# poor H



## Hbomb (Jan 24, 2012)

Poor H has had a bit of a scare. We were out walking and came across a dog that I know doesn't like him. It's a collie type and the owner nomally puts it on a lead when he sees another dog. Every time H has walked passed it (both on lead) it has growled and lunged at him.

Anyway yesterday it appeared off its lead. I asked husband to call H to us and he came. The dog then, without warning, went for H and tried to jump on top of him snarling and snapping. H howled and my husband let go of him so he could run off. He didn't though, he just rolled over on his back and the dog again jumped top of him and poor H was howling. 

The owner (an old man) was really panicked and tried to call his dog to him but it was ignoring him. Eventually my husband managed to pull the dog off H and gave it back to the owner. The owner was very apologetic saying he did not see us coming or he would have leashed his dog. H has not been hurt really, he just has a superficial bite mark to his back leg which is not penetrating.

H is his normal bouncy self today. It just gave us a bit of a fright as this is the first time we have encountered a dog that has shown such unprovoked aggression. It also concerns me that H didn' t even try to run away just rolled over. I guess that this dog was more bark than bite as H was not bady hurt at all- it just appeared very vicious and did not back down- the owner did not seem to be able to control it either.

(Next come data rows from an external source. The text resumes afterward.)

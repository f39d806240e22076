// SPDX-License-Identifier: MIT
// Copyright 2026 Roland Dreier <roland@rolandd.dev>

//! Services module - business logic layer.

pub mod catalog;
pub mod completions;
pub mod favorites;
pub mod location;
pub mod poi;
pub mod preference_filter;
pub mod preferences;
pub mod recommendation;
pub mod tracking;

pub use catalog::RouteCatalog;
pub use completions::CompletionService;
pub use favorites::FavoritesService;
pub use location::{DeviceFeed, LocationProvider, StepCounter, WatchOptions};
pub use poi::PoiService;
pub use preferences::PreferenceService;
pub use recommendation::RecommendationService;
pub use tracking::{StoppedSession, TrackingError, TrackingService};
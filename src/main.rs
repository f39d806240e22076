// SPDX-License-Identifier: MIT
// Copyright 2026 Roland Dreier <roland@rolandd.dev>

//! Walkroute API Server
//!
//! Recommends walking routes from user preferences and records live walks
//! uploaded by the web client.

use std::sync::Arc;
use tracing_subscriber::{layer::SubscriberExt, util::SubscriberInitExt};
use walkroute::{
    config::{Config, DataStoreKind},
    db::DataStore,
    services::catalog,
    AppState,
};

#[tokio::main]
async fn main() -> Result<(), Box<dyn std::error::Error>> {
    // Initialize structured JSON logging for GCP
    init_logging();

    // Load configuration from environment
    let config = Config::from_env().expect("Failed to load configuration");
    tracing::info!(port = config.port, "Starting Walkroute API");

    let store = match config.data_store {
        DataStoreKind::Firestore => DataStore::firestore(&config.gcp_project_id)
            .await
            .expect("Failed to connect to Firestore"),
        DataStoreKind::Memory => {
            tracing::warn!("Using in-memory data store, nothing will be persisted");
            DataStore::in_memory()
        }
    };

    // Seed the route catalog on first start
    if let Some(path) = &config.seed_routes_path {
        tracing::info!(path = %path, "Loading seed routes");
        match catalog::load_from_file(path) {
            Ok(routes) => {
                if let Err(e) = catalog::seed_if_empty(&store, &routes).await {
                    tracing::error!(error = %e, "Failed to seed route catalog");
                }
            }
            Err(e) => tracing::error!(error = %e, "Failed to load seed routes"),
        }
    }

    if let Some(path) = &config.seed_pois_path {
        tracing::info!(path = %path, "Loading seed points of interest");
        match catalog::load_pois_from_file(path) {
            Ok(pois) => {
                if let Err(e) = catalog::seed_pois_if_empty(&store, &pois).await {
                    tracing::error!(error = %e, "Failed to seed points of interest");
                }
            }
            Err(e) => tracing::error!(error = %e, "Failed to load seed points of interest"),
        }
    }

    let state = Arc::new(AppState::new(config.clone(), store));

    // Build router
    let app = walkroute::routes::create_router(state);

    // Start server
    let addr = format!("0.0.0.0:{}", config.port);
    let listener = tokio::net::TcpListener::bind(&addr).await?;
    tracing::info!(address = %addr, "Server listening");

    axum::serve(listener, app).await?;
    Ok(())
}

/// Initialize structured JSON logging (GCP-compliant).
fn init_logging() {
    let format = tracing_subscriber::fmt::layer()
        .json()
        .with_target(false)
        .with_current_span(true)
        .flatten_event(true);

    tracing_subscriber::registry()
        .with(
            tracing_subscriber::EnvFilter::from_default_env()
                .add_directive("walkroute=debug".parse().unwrap())
                .add_directive("info".parse().unwrap()),
        )
        .with(format)
        .init();
}
// SPDX-License-Identifier: MIT
// Copyright 2026 Roland Dreier <roland@rolandd.dev>

//! Point of interest along the walks (`points_of_interest` collection).

use serde::{Deserialize, Serialize};
#[cfg(feature = "binding-generation")]
use ts_rs::TS;

#[derive(Debug, Clone, PartialEq, Serialize, Deserialize)]
#[cfg_attr(feature = "binding-generation", derive(TS))]
#[cfg_attr(
    feature = "binding-generation",
    ts(export, export_to = "web/src/lib/generated/")
)]
pub struct PointOfInterest {
    pub id: String,
    pub name: String,
    #[serde(default)]
    pub description: String,
    /// Free-form category ("monument", "parc", ...), used for browsing
    #[serde(default, rename = "type", skip_serializing_if = "Option::is_none")]
    pub poi_type: Option<String>,
    pub latitude: f64,
    pub longitude: f64,
    #[serde(default, skip_serializing_if = "Option::is_none")]
    pub image_url: Option<String>,
    #[serde(default, skip_serializing_if = "Option::is_none")]
    pub opening_hours: Option<String>,
    #[serde(default, skip_serializing_if = "Option::is_none")]
    pub website: Option<String>,
}
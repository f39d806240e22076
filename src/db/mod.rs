//! Data store layer.
//!
//! The services only see [`DataStore`], a small filter/insert/update
//! capability over JSON documents. Production runs against Firestore;
//! local development and the test suite use the in-process memory backend.

pub mod firestore;
pub mod memory;

pub use firestore::FirestoreStore;
pub use memory::MemoryStore;

use serde::de::DeserializeOwned;
use serde::Serialize;
use serde_json::{Map, Value};
use std::sync::Arc;

/// Collection names as constants.
pub mod collections {
    pub const PREFERENCES: &str = "preferences";
    pub const ROUTES: &str = "routes";
    pub const TRACKING_SESSIONS: &str = "tracking_sessions";
    /// Per-sample writes, only when point persistence is enabled
    pub const TRACK_POINTS: &str = "track_points";
    pub const USER_FAVORITES: &str = "user_favorites";
    pub const COMPLETED_ROUTES: &str = "user_completed_routes";
    pub const POINTS_OF_INTEREST: &str = "points_of_interest";
}

/// Errors from the data store.
#[derive(Debug, thiserror::Error)]
pub enum StoreError {
    #[error("Data store unavailable: {0}")]
    Unavailable(String),

    #[error("Malformed record in {collection}: {message}")]
    Serialization { collection: String, message: String },

    #[error("Record not found: {collection}/{id}")]
    NotFound { collection: String, id: String },
}

impl StoreError {
    fn serialization(collection: &str, err: impl std::fmt::Display) -> Self {
        StoreError::Serialization {
            collection: collection.to_string(),
            message: err.to_string(),
        }
    }
}

/// Equality filter over top-level document fields, with an optional limit.
#[derive(Debug, Clone, Default)]
pub struct Filter {
    conditions: Vec<(String, Value)>,
    limit: Option<usize>,
}

impl Filter {
    /// Match every document.
    pub fn all() -> Self {
        Self::default()
    }

    /// Require `field == value`.
    pub fn eq(mut self, field: &str, value: impl Into<Value>) -> Self {
        self.conditions.push((field.to_string(), value.into()));
        self
    }

    /// Return at most `n` documents.
    pub fn limit(mut self, n: usize) -> Self {
        self.limit = Some(n);
        self
    }

    pub fn conditions(&self) -> &[(String, Value)] {
        &self.conditions
    }

    pub fn max_results(&self) -> Option<usize> {
        self.limit
    }

    /// Whether a document satisfies every condition.
    pub fn matches(&self, record: &Value) -> bool {
        self.conditions
            .iter()
            .all(|(field, expected)| record.get(field) == Some(expected))
    }
}

#[derive(Clone)]
enum Backend {
    Firestore(FirestoreStore),
    Memory(Arc<MemoryStore>),
}

/// Handle to the configured data store. Cheap to clone.
#[derive(Clone)]
pub struct DataStore {
    backend: Backend,
}

impl DataStore {
    /// Connect to Firestore.
    pub async fn firestore(project_id: &str) -> Result<Self, StoreError> {
        Ok(Self {
            backend: Backend::Firestore(FirestoreStore::new(project_id).await?),
        })
    }

    /// Create an empty in-process store.
    pub fn in_memory() -> Self {
        Self {
            backend: Backend::Memory(Arc::new(MemoryStore::default())),
        }
    }

    /// Access the memory backend (for seeding and failure injection in tests).
    pub fn memory(&self) -> Option<&MemoryStore> {
        match &self.backend {
            Backend::Memory(m) => Some(m),
            Backend::Firestore(_) => None,
        }
    }

    async fn injected_latency(&self, collection: &str) {
        if let Some(delay) = self.memory().and_then(|m| m.latency(collection)) {
            tokio::time::sleep(delay).await;
        }
    }

    /// Fetch documents matching `filter`.
    pub async fn get(&self, collection: &str, filter: &Filter) -> Result<Vec<Value>, StoreError> {
        self.injected_latency(collection).await;
        match &self.backend {
            Backend::Firestore(fs) => fs.query(collection, filter).await,
            Backend::Memory(m) => m.query(collection, filter),
        }
    }

    /// Fetch and decode documents matching `filter`.
    ///
    /// Documents that fail to decode are logged and skipped, so one bad
    /// record never hides the rest of the collection.
    pub async fn get_as<T: DeserializeOwned>(
        &self,
        collection: &str,
        filter: &Filter,
    ) -> Result<Vec<T>, StoreError> {
        let records = self.get(collection, filter).await?;
        let mut decoded = Vec::with_capacity(records.len());
        for record in records {
            let id = record
                .get("id")
                .and_then(Value::as_str)
                .unwrap_or_default()
                .to_string();
            match serde_json::from_value(record) {
                Ok(value) => decoded.push(value),
                Err(e) => {
                    tracing::warn!(collection, id = %id, error = %e, "Skipping malformed record");
                }
            }
        }
        Ok(decoded)
    }

    /// Fetch the first document matching `filter` that decodes.
    pub async fn find_one<T: DeserializeOwned>(
        &self,
        collection: &str,
        filter: &Filter,
    ) -> Result<Option<T>, StoreError> {
        Ok(self.get_as(collection, filter).await?.into_iter().next())
    }

    /// Insert a document. An `id` is generated when the record has none.
    ///
    /// Returns the stored record.
    pub async fn insert(&self, collection: &str, record: Value) -> Result<Value, StoreError> {
        let Value::Object(mut fields) = record else {
            return Err(StoreError::serialization(collection, "record must be an object"));
        };

        let id = match fields.get("id").and_then(Value::as_str) {
            Some(id) if !id.is_empty() => id.to_string(),
            _ => uuid::Uuid::new_v4().to_string(),
        };
        fields.insert("id".to_string(), Value::String(id.clone()));
        let record = Value::Object(fields);

        self.injected_latency(collection).await;
        match &self.backend {
            Backend::Firestore(fs) => fs.set(collection, &id, &record).await?,
            Backend::Memory(m) => m.set(collection, &id, record.clone())?,
        }

        tracing::debug!(collection, id = %id, "Inserted record");
        Ok(record)
    }

    /// Insert a typed record, returning it with its assigned `id`.
    pub async fn insert_as<T: Serialize + DeserializeOwned>(
        &self,
        collection: &str,
        record: &T,
    ) -> Result<T, StoreError> {
        let value = serde_json::to_value(record).map_err(|e| StoreError::serialization(collection, e))?;
        let stored = self.insert(collection, value).await?;
        serde_json::from_value(stored).map_err(|e| StoreError::serialization(collection, e))
    }

    /// Merge the top-level fields of `patch` into document `id`.
    pub async fn update(
        &self,
        collection: &str,
        id: &str,
        patch: Value,
    ) -> Result<Value, StoreError> {
        let Value::Object(patch) = patch else {
            return Err(StoreError::serialization(collection, "patch must be an object"));
        };

        let existing = match &self.backend {
            Backend::Firestore(fs) => fs.get_by_id(collection, id).await?,
            Backend::Memory(m) => m.get_by_id(collection, id)?,
        };
        let Some(Value::Object(mut fields)) = existing else {
            return Err(StoreError::NotFound {
                collection: collection.to_string(),
                id: id.to_string(),
            });
        };

        merge_fields(&mut fields, patch);
        fields.insert("id".to_string(), Value::String(id.to_string()));
        let record = Value::Object(fields);

        match &self.backend {
            Backend::Firestore(fs) => fs.set(collection, id, &record).await?,
            Backend::Memory(m) => m.set(collection, id, record.clone())?,
        }

        Ok(record)
    }

    /// Delete every document matching `filter`. Returns the number deleted.
    pub async fn delete(&self, collection: &str, filter: &Filter) -> Result<usize, StoreError> {
        let matching = self.get(collection, filter).await?;
        let ids: Vec<String> = matching
            .iter()
            .filter_map(|v| v.get("id").and_then(Value::as_str).map(str::to_string))
            .collect();

        for id in &ids {
            match &self.backend {
                Backend::Firestore(fs) => fs.delete_by_id(collection, id).await?,
                Backend::Memory(m) => m.delete_by_id(collection, id)?,
            }
        }

        Ok(ids.len())
    }
}

fn merge_fields(target: &mut Map<String, Value>, patch: Map<String, Value>) {
    for (key, value) in patch {
        target.insert(key, value);
    }
}
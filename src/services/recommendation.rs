// SPDX-License-Identifier: MIT
// Copyright 2026 Roland Dreier <roland@rolandd.dev>

//! Route recommendations.
//!
//! None of these operations fail: a store error degrades to the general
//! list (personalized) or to an empty list (nearby, general) and is logged.

use crate::db::{collections, DataStore, Filter, StoreError};
use crate::geo_math::Coordinate;
use crate::models::RouteCandidate;
use crate::services::preference_filter;
use crate::services::preferences::PreferenceService;

#[derive(Clone)]
pub struct RecommendationService {
    store: DataStore,
    preferences: PreferenceService,
    speed_kmh: f64,
}

impl RecommendationService {
    pub fn new(store: DataStore, preferences: PreferenceService, speed_kmh: f64) -> Self {
        Self {
            store,
            preferences,
            speed_kmh,
        }
    }

    /// Routes matching the user's saved preferences, nearest first.
    ///
    /// Users without preferences, or whose preferences or catalog cannot be
    /// read, get [`get_general`](Self::get_general) instead.
    pub async fn get_personalized(
        &self,
        user_id: &str,
        origin: Coordinate,
        limit: usize,
    ) -> Vec<RouteCandidate> {
        let prefs = match self.preferences.get(user_id).await {
            Ok(Some(prefs)) => prefs,
            Ok(None) => {
                tracing::debug!(user_id, "No preferences saved, using general recommendations");
                return self.get_general(limit).await;
            }
            Err(e) => {
                tracing::warn!(user_id, error = %e, "Failed to load preferences, using general recommendations");
                return self.get_general(limit).await;
            }
        };

        let candidates = match self.fetch_catalog().await {
            Ok(candidates) => candidates,
            Err(e) => {
                tracing::warn!(user_id, error = %e, "Failed to load routes, using general recommendations");
                return self.get_general(limit).await;
            }
        };

        let total = candidates.len();
        let routes = preference_filter::filter(candidates, &prefs, origin, limit, self.speed_kmh);
        tracing::debug!(
            user_id,
            candidates = total,
            matched = routes.len(),
            "Personalized recommendations"
        );
        routes
    }

    /// Every route within `radius_km` of `origin`, nearest first.
    pub async fn get_nearby(
        &self,
        origin: Coordinate,
        radius_km: f64,
        limit: usize,
    ) -> Vec<RouteCandidate> {
        match self.fetch_catalog().await {
            Ok(candidates) => preference_filter::within_radius(
                candidates,
                origin,
                radius_km,
                limit,
                self.speed_kmh,
            ),
            Err(e) => {
                tracing::warn!(error = %e, "Failed to load routes for nearby search");
                Vec::new()
            }
        }
    }

    /// The first `limit` routes of the catalog, unannotated.
    pub async fn get_general(&self, limit: usize) -> Vec<RouteCandidate> {
        if limit == 0 {
            return Vec::new();
        }

        match self
            .store
            .get_as(collections::ROUTES, &Filter::all().limit(limit))
            .await
        {
            Ok(routes) => routes,
            Err(e) => {
                tracing::warn!(error = %e, "Failed to load general recommendations");
                Vec::new()
            }
        }
    }

    async fn fetch_catalog(&self) -> Result<Vec<RouteCandidate>, StoreError> {
        self.store.get_as(collections::ROUTES, &Filter::all()).await
    }
}
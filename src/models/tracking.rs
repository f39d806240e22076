// SPDX-License-Identifier: MIT
// Copyright 2026 Roland Dreier <roland@rolandd.dev>

//! Recorded walk: raw GPS samples plus running statistics.
//!
//! Stored at `tracking_sessions/{id}`. The record is created when tracking
//! starts and rewritten with the final stats and point list on stop.

use crate::geo_math::{self, Coordinate};
use crate::time_utils::format_utc_rfc3339;
use chrono::{DateTime, Utc};
use geo::LineString;
use serde::{Deserialize, Serialize};
#[cfg(feature = "binding-generation")]
use ts_rs::TS;

/// One position sample from the device.
#[derive(Debug, Clone, Copy, PartialEq, Serialize, Deserialize)]
#[cfg_attr(feature = "binding-generation", derive(TS))]
#[cfg_attr(
    feature = "binding-generation",
    ts(export, export_to = "web/src/lib/generated/")
)]
pub struct TrackPoint {
    pub latitude: f64,
    pub longitude: f64,
    /// Altitude in meters, if the device reports one
    #[serde(default, skip_serializing_if = "Option::is_none")]
    pub elevation: Option<f64>,
    /// Device-reported ground speed in m/s
    #[serde(default, skip_serializing_if = "Option::is_none")]
    pub speed: Option<f64>,
    /// Horizontal accuracy in meters
    #[serde(default, skip_serializing_if = "Option::is_none")]
    pub accuracy: Option<f64>,
    #[cfg_attr(feature = "binding-generation", ts(type = "number"))]
    pub timestamp_millis: i64,
}

impl TrackPoint {
    pub fn coordinate(&self) -> Coordinate {
        Coordinate::new(self.latitude, self.longitude)
    }
}

/// Statistics accumulated while a session is running.
#[derive(Debug, Clone, Copy, Default, PartialEq, Serialize, Deserialize)]
#[cfg_attr(feature = "binding-generation", derive(TS))]
#[cfg_attr(
    feature = "binding-generation",
    ts(export, export_to = "web/src/lib/generated/")
)]
pub struct RunningStats {
    pub distance_meters: f64,
    #[cfg_attr(feature = "binding-generation", ts(type = "number"))]
    pub duration_seconds: i64,
    /// Latest speed in m/s
    pub current_speed: f64,
    pub elevation_gain: f64,
    pub elevation_loss: f64,
}

/// What `TrackingSession::apply_point` did with a sample.
#[derive(Debug, Clone, Copy, PartialEq)]
pub enum PointOutcome {
    /// First sample of the session; nothing to accumulate yet.
    First,
    /// Accumulated into the stats, with the leg length in meters.
    Accumulated { leg_meters: f64 },
    /// Timestamp earlier than the last accepted sample. Kept but not counted.
    OutOfOrder,
}

/// A walk recording.
#[derive(Debug, Clone, PartialEq, Serialize, Deserialize)]
#[cfg_attr(feature = "binding-generation", derive(TS))]
#[cfg_attr(
    feature = "binding-generation",
    ts(export, export_to = "web/src/lib/generated/")
)]
pub struct TrackingSession {
    /// Document ID
    pub id: String,
    pub user_id: String,
    #[serde(default, skip_serializing_if = "Option::is_none")]
    pub route_id: Option<String>,
    #[serde(default, skip_serializing_if = "Option::is_none")]
    pub route_name: Option<String>,
    /// Free-text note the walker adds after the walk
    #[serde(default, skip_serializing_if = "Option::is_none")]
    pub description: Option<String>,
    #[cfg_attr(feature = "binding-generation", ts(type = "string"))]
    pub start_time: DateTime<Utc>,
    #[serde(default)]
    #[cfg_attr(feature = "binding-generation", ts(type = "string | null"))]
    pub end_time: Option<DateTime<Utc>>,
    #[serde(default)]
    pub points: Vec<TrackPoint>,
    #[serde(default)]
    pub stats: RunningStats,
    #[serde(default, skip_serializing_if = "Option::is_none")]
    #[cfg_attr(feature = "binding-generation", ts(type = "number | null"))]
    pub steps: Option<u64>,
    /// Google encoded polyline (precision 5) of the accepted samples, set on stop.
    #[serde(default, skip_serializing_if = "Option::is_none")]
    pub encoded_polyline: Option<String>,
    pub is_active: bool,

    /// Index into `points` of the last in-order sample.
    #[serde(skip)]
    #[cfg_attr(feature = "binding-generation", ts(skip))]
    last_accepted: Option<usize>,
    /// Altitude of the last in-order sample that carried one.
    #[serde(skip)]
    #[cfg_attr(feature = "binding-generation", ts(skip))]
    last_elevation: Option<f64>,
}

impl TrackingSession {
    /// Create an active session with no samples.
    pub fn begin(
        id: String,
        user_id: String,
        route_id: Option<String>,
        route_name: Option<String>,
        start_time: DateTime<Utc>,
    ) -> Self {
        Self {
            id,
            user_id,
            route_id,
            route_name,
            description: None,
            start_time,
            end_time: None,
            points: Vec::new(),
            stats: RunningStats::default(),
            steps: None,
            encoded_polyline: None,
            is_active: true,
            last_accepted: None,
            last_elevation: None,
        }
    }

    /// Append a sample and fold it into the running stats.
    pub fn apply_point(&mut self, point: TrackPoint) -> PointOutcome {
        self.points.push(point);
        let index = self.points.len() - 1;

        let Some(prev_index) = self.last_accepted else {
            self.last_accepted = Some(index);
            self.last_elevation = point.elevation;
            self.stats.current_speed = point.speed.unwrap_or(0.0);
            return PointOutcome::First;
        };

        let prev = self.points[prev_index];
        if point.timestamp_millis < prev.timestamp_millis {
            return PointOutcome::OutOfOrder;
        }

        let leg_meters = geo_math::distance_meters(prev.coordinate(), point.coordinate());
        self.stats.distance_meters += leg_meters;

        if let Some(elevation) = point.elevation {
            if let Some(last) = self.last_elevation {
                let delta = elevation - last;
                if delta > 0.0 {
                    self.stats.elevation_gain += delta;
                } else {
                    self.stats.elevation_loss += -delta;
                }
            }
            self.last_elevation = Some(elevation);
        }

        let elapsed_seconds = (point.timestamp_millis - prev.timestamp_millis) as f64 / 1000.0;
        if let Some(speed) = point.speed {
            self.stats.current_speed = speed;
        } else if elapsed_seconds > 0.0 {
            self.stats.current_speed = leg_meters / elapsed_seconds;
        }

        self.last_accepted = Some(index);
        PointOutcome::Accumulated { leg_meters }
    }

    /// Mark the session ended at `end_time` and compute its final duration.
    pub fn finish(&mut self, end_time: DateTime<Utc>, steps: Option<u64>) {
        self.end_time = Some(end_time);
        self.stats.duration_seconds = (end_time - self.start_time).num_seconds().max(0);
        self.steps = steps;
        self.is_active = false;
        self.encoded_polyline = self.encode_polyline();
    }

    /// Samples that were counted, in arrival order (out-of-order glitches removed).
    pub fn accepted_points(&self) -> Vec<TrackPoint> {
        let mut last_ts = i64::MIN;
        self.points
            .iter()
            .filter(|p| {
                if p.timestamp_millis >= last_ts {
                    last_ts = p.timestamp_millis;
                    true
                } else {
                    false
                }
            })
            .copied()
            .collect()
    }

    /// Path of the accepted samples as a line string (x = longitude).
    pub fn line_string(&self) -> LineString<f64> {
        self.accepted_points()
            .iter()
            .map(|p| geo::Coord::from(p.coordinate()))
            .collect()
    }

    fn encode_polyline(&self) -> Option<String> {
        let line = self.line_string();
        if line.0.is_empty() {
            return None;
        }
        match polyline::encode_coordinates(line.coords().copied(), 5) {
            Ok(encoded) => Some(encoded),
            Err(e) => {
                tracing::warn!(session_id = %self.id, error = %e, "Failed to encode track polyline");
                None
            }
        }
    }

    /// Export as a GeoJSON feature with a LineString geometry.
    pub fn to_geojson(&self) -> geojson::Feature {
        let line = self.line_string();
        let geometry = geojson::Geometry::new(geojson::Value::from(&line));

        let mut properties = geojson::JsonObject::new();
        properties.insert("id".to_string(), self.id.clone().into());
        properties.insert("start_time".to_string(), format_utc_rfc3339(self.start_time).into());
        if let Some(end) = self.end_time {
            properties.insert("end_time".to_string(), format_utc_rfc3339(end).into());
        }
        properties.insert("distance_meters".to_string(), self.stats.distance_meters.into());
        properties.insert("duration_seconds".to_string(), self.stats.duration_seconds.into());
        properties.insert("elevation_gain".to_string(), self.stats.elevation_gain.into());
        properties.insert("elevation_loss".to_string(), self.stats.elevation_loss.into());
        if let Some(route_name) = &self.route_name {
            properties.insert("route_name".to_string(), route_name.clone().into());
        }

        geojson::Feature {
            bbox: None,
            geometry: Some(geometry),
            id: None,
            properties: Some(properties),
            foreign_members: None,
        }
    }
}
// SPDX-License-Identifier: MIT
// Copyright 2026 Roland Dreier <roland@rolandd.dev>

//! Firestore backend for [`DataStore`](super::DataStore).
//!
//! Documents are stored as plain JSON objects keyed by their `id` field, so
//! the same records round-trip through either backend.

use super::{Filter, StoreError};
use serde_json::Value;

/// Firestore database client.
#[derive(Clone)]
pub struct FirestoreStore {
    client: firestore::FirestoreDb,
}

fn unavailable(context: &str, e: impl std::fmt::Display) -> StoreError {
    StoreError::Unavailable(format!("{}: {}", context, e))
}

impl FirestoreStore {
    /// Create a new Firestore client.
    ///
    /// For local development with emulator, set FIRESTORE_EMULATOR_HOST.
    pub async fn new(project_id: &str) -> Result<Self, StoreError> {
        if std::env::var("FIRESTORE_EMULATOR_HOST").is_ok() {
            return Self::create_emulator_client(project_id).await;
        }

        let client = firestore::FirestoreDb::new(project_id)
            .await
            .map_err(|e| unavailable("Failed to connect to Firestore", e))?;

        tracing::info!(project = project_id, "Connected to Firestore");

        Ok(Self { client })
    }

    /// Create a Firestore client for the emulator with unauthenticated access.
    async fn create_emulator_client(project_id: &str) -> Result<Self, StoreError> {
        tracing::info!("Using unauthenticated connection for Firestore Emulator");

        let token_source = gcloud_sdk::ExternalJwtFunctionSource::new(|| async {
            Ok(gcloud_sdk::Token {
                token_type: "Bearer".to_string(),
                token: gcloud_sdk::SecretValue::new(
                    "eyJhbGciOiJub25lIn0.eyJ1aWQiOiJ0ZXN0In0."
                        .to_string()
                        .into(),
                ),
                expiry: chrono::Utc::now() + chrono::Duration::hours(1),
            })
        });

        let options = firestore::FirestoreDbOptions::new(project_id.to_string());

        let client = firestore::FirestoreDb::with_options_token_source(
            options,
            gcloud_sdk::GCP_DEFAULT_SCOPES.clone(),
            gcloud_sdk::TokenSourceType::ExternalSource(Box::new(token_source)),
        )
        .await
        .map_err(|e| unavailable("Failed to connect to Firestore Emulator", e))?;

        tracing::info!(
            project = project_id,
            "Connected to Firestore (Emulator/Unauthenticated)"
        );

        Ok(Self { client })
    }

    /// Run an equality query.
    pub async fn query(&self, collection: &str, filter: &Filter) -> Result<Vec<Value>, StoreError> {
        let query = self.client.fluent().select().from(collection);

        let conditions = filter.conditions().to_vec();
        let query = if conditions.is_empty() {
            query
        } else {
            query.filter(move |q| {
                let exprs: Vec<_> = conditions
                    .iter()
                    .map(|(field, value)| q.field(field.as_str()).eq(value.clone()))
                    .collect();
                q.for_all(exprs)
            })
        };

        let query = match filter.max_results() {
            Some(n) => query.limit(n as u32),
            None => query,
        };

        query
            .obj::<Value>()
            .query()
            .await
            .map_err(|e| unavailable(collection, e))
    }

    /// Get a single document by ID.
    pub async fn get_by_id(&self, collection: &str, id: &str) -> Result<Option<Value>, StoreError> {
        self.client
            .fluent()
            .select()
            .by_id_in(collection)
            .obj()
            .one(id)
            .await
            .map_err(|e| unavailable(collection, e))
    }

    /// Create or replace a document.
    pub async fn set(&self, collection: &str, id: &str, record: &Value) -> Result<(), StoreError> {
        let _: () = self
            .client
            .fluent()
            .update()
            .in_col(collection)
            .document_id(id)
            .object(record)
            .execute()
            .await
            .map_err(|e| unavailable(collection, e))?;
        Ok(())
    }

    /// Delete a document by ID.
    pub async fn delete_by_id(&self, collection: &str, id: &str) -> Result<(), StoreError> {
        self.client
            .fluent()
            .delete()
            .from(collection)
            .document_id(id)
            .execute()
            .await
            .map_err(|e| unavailable(collection, e))?;
        Ok(())
    }
}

I was just wondering what the best way would be to handle a similar aggressive dog and if anybody else had experience?


----------



## mswhipple (Mar 7, 2011)

Poor H! I'm glad he wasn't hurt too badly! And I'm sure my Willie boy would react in exactly the same way. H probably got some pretty hurt feelings out of the whole episode. Wish I could offer you some decent advice, but I can't. There really is no predicting how well other dog owners have trained their dogs.


----------



## texasred (Jan 29, 2012)

H did what most dogs will do if they consider themselves lower on the totem pole. Show that they are being submissive, and that they are in no way challenging the other dog.
Not very nice, but if you walk the same trails as this dog you might want to carry a big stick or cane.
I step in between the other dog and mine. Make your body posture big and your voice mean. Tell the other dog to GET, and if you need to use the cane before it reaches your dog. And yes you can get bit doing this.
You also need to look up how to break up a dog fight.
Basically you use the aggressors hind legs as you would a wheel barrel. Lift them both at the same time, pull backwards while turning a circle to keep the dog from turning on you. DO NOT turn the dog loose before the owner has leashed it. If you do, it will go back after H or you.


----------



## texasred (Jan 29, 2012)

I found one of the good videos for you.
It explains it better than I can.
Just want to let you know again, that you can get bit doing this.
http://www.youtube.com/watch?v=f7xrLXQNG0I


----------



## Bob Engelhardt (Feb 14, 2012)

The other dog didn't want to hurt H - if it had wanted to, H would have been much more seriously injured. A serious bite can be inflicted in an instant. And 2 or 3 more before it can be stopped.

The dog was asserting his dominance and H complied. I suspect that if the conflict had continued it would have calmed down, with the collie staying over H until he was satisfied with H's submission and then backed off. But that's a guess and I wouldn't count on it. I'd take a stick like Red suggested, to show YOUR dominance.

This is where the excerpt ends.